# How old is too old to train a dog to duck hunt?



## Cobiacatcher (Sep 30, 2007)

I have a 2.5 yr old golden retriever, my dog LOVES the water I can't keep him out of it. He is trained with the basic stuff like sit and stay, he fetches tennis balls like no tomorrow. He always brings the ball back to me. He is also very used to being on the boat I have taken him fishing hundreds of times. I have never duck hunted and would like to get into it.



My only concern is that he is too old to train. Any suggestions as to teaching an old dog new tricks?



thanks in advance Chad.


----------



## Jason (Oct 2, 2007)

2.5 is still young......Retriever (Golden or Labrador) are bright dogs and stay a "puppy" fer a year and a halfto 2 years so he probably is outta the puppy age and probably easier to manage. It would really be up to his drive and your willingness and dedication to train him. 

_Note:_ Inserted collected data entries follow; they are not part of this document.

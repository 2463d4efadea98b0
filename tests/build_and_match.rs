/*
 * Copyright 2025 Vijaykumar Singh
 *
 * Licensed under the Apache License, Version 2.0 (the "License");
 * you may not use this file except in compliance with the License.
 * You may obtain a copy of the License at
 *
 *     http://www.apache.org/licenses/LICENSE-2.0
 *
 * Unless required by applicable law or agreed to in writing, software
 * distributed under the License is distributed on an "AS IS" BASIS,
 * WITHOUT WARRANTIES OR CONDITIONS OF ANY KIND, either express or implied.
 * See the License for the specific language governing permissions and
 * limitations under the License.
 */

//! End-to-end tests: build a database from synthetic clips, then search it

mod common;

use std::sync::atomic::{AtomicUsize, Ordering};
use std::time::Duration;

use motiondb::builder::WorkerPool;
use motiondb::core::error::BuildError;
use motiondb::core::registry::{Locomotion, TypeRegistry};
use motiondb::core::types::{MetricIndex, SamplingTime};
use motiondb::features::{extract_pose_fragment, extract_trajectory_fragment};
use motiondb::search::{
    DesiredTrajectory, MatchQuery, MatchResult, MatchingEngine, NoCandidateReason, PoseSample, QueryPhase,
    QueryState, TagFilter,
};
use motiondb::storage::FragmentSetKind;
use motiondb::{BuildHost, BuildProgress, BuildStatus, Builder};

fn query_at(binary: &motiondb::Binary, time: SamplingTime) -> MatchQuery {
    let metric = MetricIndex(0);
    let pose = extract_pose_fragment(binary, metric, time).unwrap();
    let trajectory = extract_trajectory_fragment(binary, metric, time).unwrap();
    MatchQuery::new(DesiredTrajectory::Fragment(trajectory)).with_pose(PoseSample::Fragment(pose))
}

#[test]
fn test_built_binary_layout() {
    let binary = common::build_binary();

    assert_eq!(binary.num_segments(), 3);
    assert_eq!(binary.num_frames(), 270);
    assert_eq!(binary.rig().num_joints(), 4);
    assert_eq!(binary.num_codebooks(), 2);

    let total: u32 = binary.codebooks().iter().map(|c| c.num_fragments).sum();
    assert_eq!(total, 270);

    for (index, codebook) in binary.codebooks().iter().enumerate() {
        let index = motiondb::core::types::CodeBookIndex::new(index);
        let fragments = codebook.num_fragments as usize;
        let pose_m = codebook.poses.quantizer.num_sub_quantizers();
        assert_eq!(pose_m, 6);
        assert_eq!(binary.fragment_codes(index, FragmentSetKind::Pose).len(), fragments * pose_m);
        assert_eq!(
            binary.magnitude_codes(index, FragmentSetKind::Trajectory).len(),
            fragments * codebook.trajectories.num_quantizers()
        );
        assert!(codebook.poses.quantizer.ksub() <= 32);

        // Every fragment maps back onto a frame of its codebook's intervals.
        for fragment in [0, fragments - 1] {
            let time = binary.time_index_of_fragment(index, fragment);
            assert!(binary.is_valid_time(time));
        }
    }

    let walk = binary.find_segment("walk");
    assert!(walk.is_valid());
    let idle = binary.find_segment("idle");
    assert_eq!(binary.segment(idle).unwrap().next_segment, idle);
    assert!(binary.find_type::<Locomotion>().is_valid());
}

#[test]
fn test_query_from_known_time_finds_it() {
    let binary = common::build_binary();
    let engine = MatchingEngine::new(&binary, common::search_config()).unwrap();
    let walk = binary.find_segment("walk");
    let target = SamplingTime::at_frame(walk, 20);

    let result = engine.search(SamplingTime::INVALID, &query_at(&binary, target));
    let found = result.matched().expect("a match");
    assert_eq!(found.time.segment(), walk);
    assert!((found.time.frame() - 20).abs() <= 1, "landed on frame {}", found.time.frame());
    assert!(found.deviation < 1.0e-3);
}

#[test]
fn test_parallel_scan_matches_serial() {
    let binary = common::build_binary();
    let serial = MatchingEngine::new(&binary, common::search_config()).unwrap();
    let mut config = common::search_config();
    config.parallel_codebooks = true;
    let parallel = MatchingEngine::new(&binary, config).unwrap();

    let circle = binary.find_segment("circle");
    for frame in [5, 40, 77] {
        let query = query_at(&binary, SamplingTime::at_frame(circle, frame));
        assert_eq!(
            serial.search(SamplingTime::INVALID, &query),
            parallel.search(SamplingTime::INVALID, &query)
        );
    }
}

#[test]
fn test_hysteresis_holds_current_time() {
    let binary = common::build_binary();
    let engine = MatchingEngine::new(&binary, common::search_config()).unwrap();
    let walk = binary.find_segment("walk");
    let current = SamplingTime::at_frame(walk, 30);
    let query = query_at(&binary, current);

    let mut state = QueryState::starting_at(current);
    for _ in 0..3 {
        let result = engine.find_match(&mut state, &query);
        assert!(matches!(
            result,
            MatchResult::NoCandidate(NoCandidateReason::BelowMargin { .. })
        ));
        assert_eq!(state.time(), current);
        assert_eq!(state.phase(), QueryPhase::NoCandidate);
    }
}

fn engine_with_margin(binary: &motiondb::Binary, margin: f32) -> MatchingEngine<'_> {
    let mut config = common::search_config();
    config.min_trajectory_deviation_margin = margin;
    MatchingEngine::new(binary, config).unwrap()
}

#[test]
fn test_margin_decides_switch_from_worse_current_time() {
    let binary = common::build_binary();
    let walk = binary.find_segment("walk");
    let current = SamplingTime::at_frame(binary.find_segment("idle"), 10);
    let query = query_at(&binary, SamplingTime::at_frame(walk, 20));

    // Read both deviations back through an unbeatable margin.
    let (current_deviation, candidate_deviation) =
        match engine_with_margin(&binary, 1.0e6).find_match(&mut QueryState::starting_at(current), &query) {
            MatchResult::NoCandidate(NoCandidateReason::BelowMargin {
                current_deviation,
                candidate_deviation,
            }) => (current_deviation, candidate_deviation),
            other => panic!("expected the current time to hold, got {:?}", other),
        };
    let improvement = current_deviation - candidate_deviation;
    assert!(improvement > 0.0, "idle should trail the walk query: {} vs {}", current_deviation, candidate_deviation);

    // Improvement smaller than the margin: stay put, every frame.
    let holding = engine_with_margin(&binary, improvement * 1.5);
    let mut state = QueryState::starting_at(current);
    for _ in 0..3 {
        let result = holding.find_match(&mut state, &query);
        assert_eq!(
            result,
            MatchResult::NoCandidate(NoCandidateReason::BelowMargin {
                current_deviation,
                candidate_deviation,
            })
        );
        assert_eq!(state.time(), current);
        assert_eq!(state.phase(), QueryPhase::NoCandidate);
    }

    // Improvement larger than the margin: switch, to the same place every time.
    let switching = engine_with_margin(&binary, improvement * 0.5);
    let mut previous = None;
    for _ in 0..3 {
        let mut state = QueryState::starting_at(current);
        let found = *switching.find_match(&mut state, &query).matched().expect("improvement beats the margin");
        assert_ne!(found.time, current);
        assert_eq!(found.trajectory_deviation, candidate_deviation);
        assert_eq!(state.time(), found.time);
        assert_eq!(state.phase(), QueryPhase::Matched);
        if let Some(previous) = previous {
            assert_eq!(found, previous);
        }
        previous = Some(found);
    }
}

#[test]
fn test_switches_away_from_idle() {
    let binary = common::build_binary();
    let mut config = common::search_config();
    config.trajectory_weight = 0.9;
    let engine = MatchingEngine::new(&binary, config).unwrap();
    let idle = binary.find_segment("idle");
    let walk = binary.find_segment("walk");

    let desired = extract_trajectory_fragment(&binary, MetricIndex(0), SamplingTime::at_frame(walk, 20)).unwrap();
    let query = MatchQuery::new(DesiredTrajectory::Fragment(desired));
    let mut state = QueryState::starting_at(SamplingTime::at_frame(idle, 10));

    let result = engine.find_match(&mut state, &query);
    let found = result.matched().expect("walking beats standing");
    assert_ne!(found.time.segment(), idle);
    assert_eq!(state.time(), found.time);
    assert_eq!(state.phase(), QueryPhase::Matched);

    engine.advance_time(&mut state, 0.5);
    assert_eq!(state.time().frame(), found.time.frame() + 15);
}

#[test]
fn test_tag_filters() {
    let binary = common::build_binary();
    let engine = MatchingEngine::new(&binary, common::search_config()).unwrap();
    let walk = binary.find_segment("walk");
    let idle = binary.find_segment("idle");
    let query = query_at(&binary, SamplingTime::at_frame(walk, 20));

    let only_idle = query.clone().with_filter(TagFilter::any().include("Idle"));
    let result = engine.search(SamplingTime::INVALID, &only_idle);
    assert_eq!(result.matched().unwrap().time.segment(), idle);

    let no_locomotion = query.clone().with_filter(TagFilter::any().exclude("Locomotion").exclude("Vault"));
    let result = engine.search(SamplingTime::INVALID, &no_locomotion);
    assert_eq!(result.matched().unwrap().time.segment(), idle);

    let unknown = query.clone().with_filter(TagFilter::any().include("Vault"));
    assert_eq!(
        engine.search(SamplingTime::INVALID, &unknown),
        MatchResult::NoCandidate(NoCandidateReason::UnknownFilterType("Vault".to_string()))
    );

    let nothing = query
        .clone()
        .with_filter(TagFilter::any().include("Idle").include("Locomotion"));
    assert_eq!(
        engine.search(SamplingTime::INVALID, &nothing),
        MatchResult::NoCandidate(NoCandidateReason::NoApplicableCodeBook)
    );

    let wrong_metric = query.with_metric("jump");
    assert!(matches!(
        engine.search(SamplingTime::INVALID, &wrong_metric),
        MatchResult::NoCandidate(NoCandidateReason::UnknownMetric(_))
    ));
}

#[test]
fn test_mismatched_query_is_not_fatal() {
    let binary = common::build_binary();
    let engine = MatchingEngine::new(&binary, common::search_config()).unwrap();
    let query = MatchQuery::new(DesiredTrajectory::Fragment(motiondb::features::FeatureVector::new(vec![])));
    assert!(matches!(
        engine.search(SamplingTime::INVALID, &query),
        MatchResult::NoCandidate(NoCandidateReason::InvalidQuery(_))
    ));
}

struct CancelAfterStages {
    stages: usize,
    reported: AtomicUsize,
}

impl BuildHost for CancelAfterStages {
    fn should_cancel(&self) -> bool {
        self.reported.load(Ordering::SeqCst) >= self.stages
    }

    fn report_progress(&self, _progress: &BuildProgress) {
        self.reported.fetch_add(1, Ordering::SeqCst);
    }
}

#[test]
fn test_cancel_after_first_stage() {
    let registry = TypeRegistry::with_builtins();
    let pool = WorkerPool::new(2).unwrap();
    let library = common::library(&registry);
    let builder = Builder::new(common::build_config(), &registry, &pool).unwrap();
    let host = CancelAfterStages {
        stages: 1,
        reported: AtomicUsize::new(0),
    };

    let mut task = builder
        .start(common::rig(), &library.samplers(), &library.annotations)
        .unwrap();
    let status = loop {
        match task.poll(&host, Duration::from_millis(5)) {
            BuildStatus::InProgress(progress) => assert_eq!(progress.stages_completed, 0),
            other => break other,
        }
    };
    assert!(matches!(status, BuildStatus::Cancelled));
    assert_eq!(host.reported.load(Ordering::SeqCst), 1);
    assert!(task.is_finished());
    assert!(matches!(task.poll(&host, Duration::from_millis(1)), BuildStatus::Failed(_)));

    let result = builder.build(common::rig(), &library.samplers(), &library.annotations, &host);
    assert!(matches!(result, Err(BuildError::Cancelled)));
}

#[test]
fn test_progress_reported_for_every_stage() {
    let registry = TypeRegistry::with_builtins();
    let pool = WorkerPool::new(3).unwrap();
    let library = common::library(&registry);
    let builder = Builder::new(common::build_config(), &registry, &pool).unwrap();
    let host = CancelAfterStages {
        stages: usize::MAX,
        reported: AtomicUsize::new(0),
    };

    let binary = builder
        .build(common::rig(), &library.samplers(), &library.annotations, &host)
        .unwrap();
    assert_eq!(host.reported.load(Ordering::SeqCst), 4);
    assert_eq!(binary.num_codebooks(), 2);
}

#[test]
fn test_build_is_deterministic() {
    let a = common::build_binary();
    let b = common::build_binary();
    assert_eq!(a.as_bytes(), b.as_bytes());
}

Gator isgoing to be a year old in January and is balls to the wall from morning to night. I can take him to the pond and throw his duck training dummyALL DAY LONG, I really don't think he'd quit but I make him stop and take a breather every 15 minutes or so. When I take him outside to do his business, he runs straight to his duck dummy and grabs and holds it while he is doing his business. I'm not training him to fetch ducks (don't give a "quack" bout duck hunting) but I do take him to the woods and try to flush birdies and track deer...He is still not sure about gunfire, but he doesn't run fer cover when a shot rings off by him...I wish I could do more training w/ him because he has a strong drive and would really thrive with better training.:letsdrink:letsdrink:letsdrink










Gator and his dummy (Had to buy another 1 and keep it hid since he chewed a hole in this un and it won't float)


----------



## bwendel07 (Sep 30, 2007)

no 2.5 yrs is not too old to start. One bit of advice start real slow with introduction of a gunshot. whenever you throw a ball or anything like that keep a cap gun around and start by popping that off each time you throw. he will soon learn that noise means fun, after a while start moving to a little ouder stuff than a cap gun.


----------



## procompz71 (Sep 30, 2008)

my brother trained is 4 yr old to duck hunt with us .. very smart dog just a little trigger happy lol ..


----------



## UnderWater Angler (Jul 18, 2008)

2.5 is not too old, but it will be more difficult. Remember, that obedience is the key with older dogs. The first thing to do is fore break him. Then put his commands on a whistle. After that start working on lining and marking....really the best thing to do is get a book on it and then find another guy with a retriever at about the same level and go at it together.

Im training a 2yr old and an 18month old right now, and am probably going to completley start them from the beginning, so if you any problems we will probably be on about the same page.

GOOD LUCK


----------



## saltgrass (Sep 1, 2008)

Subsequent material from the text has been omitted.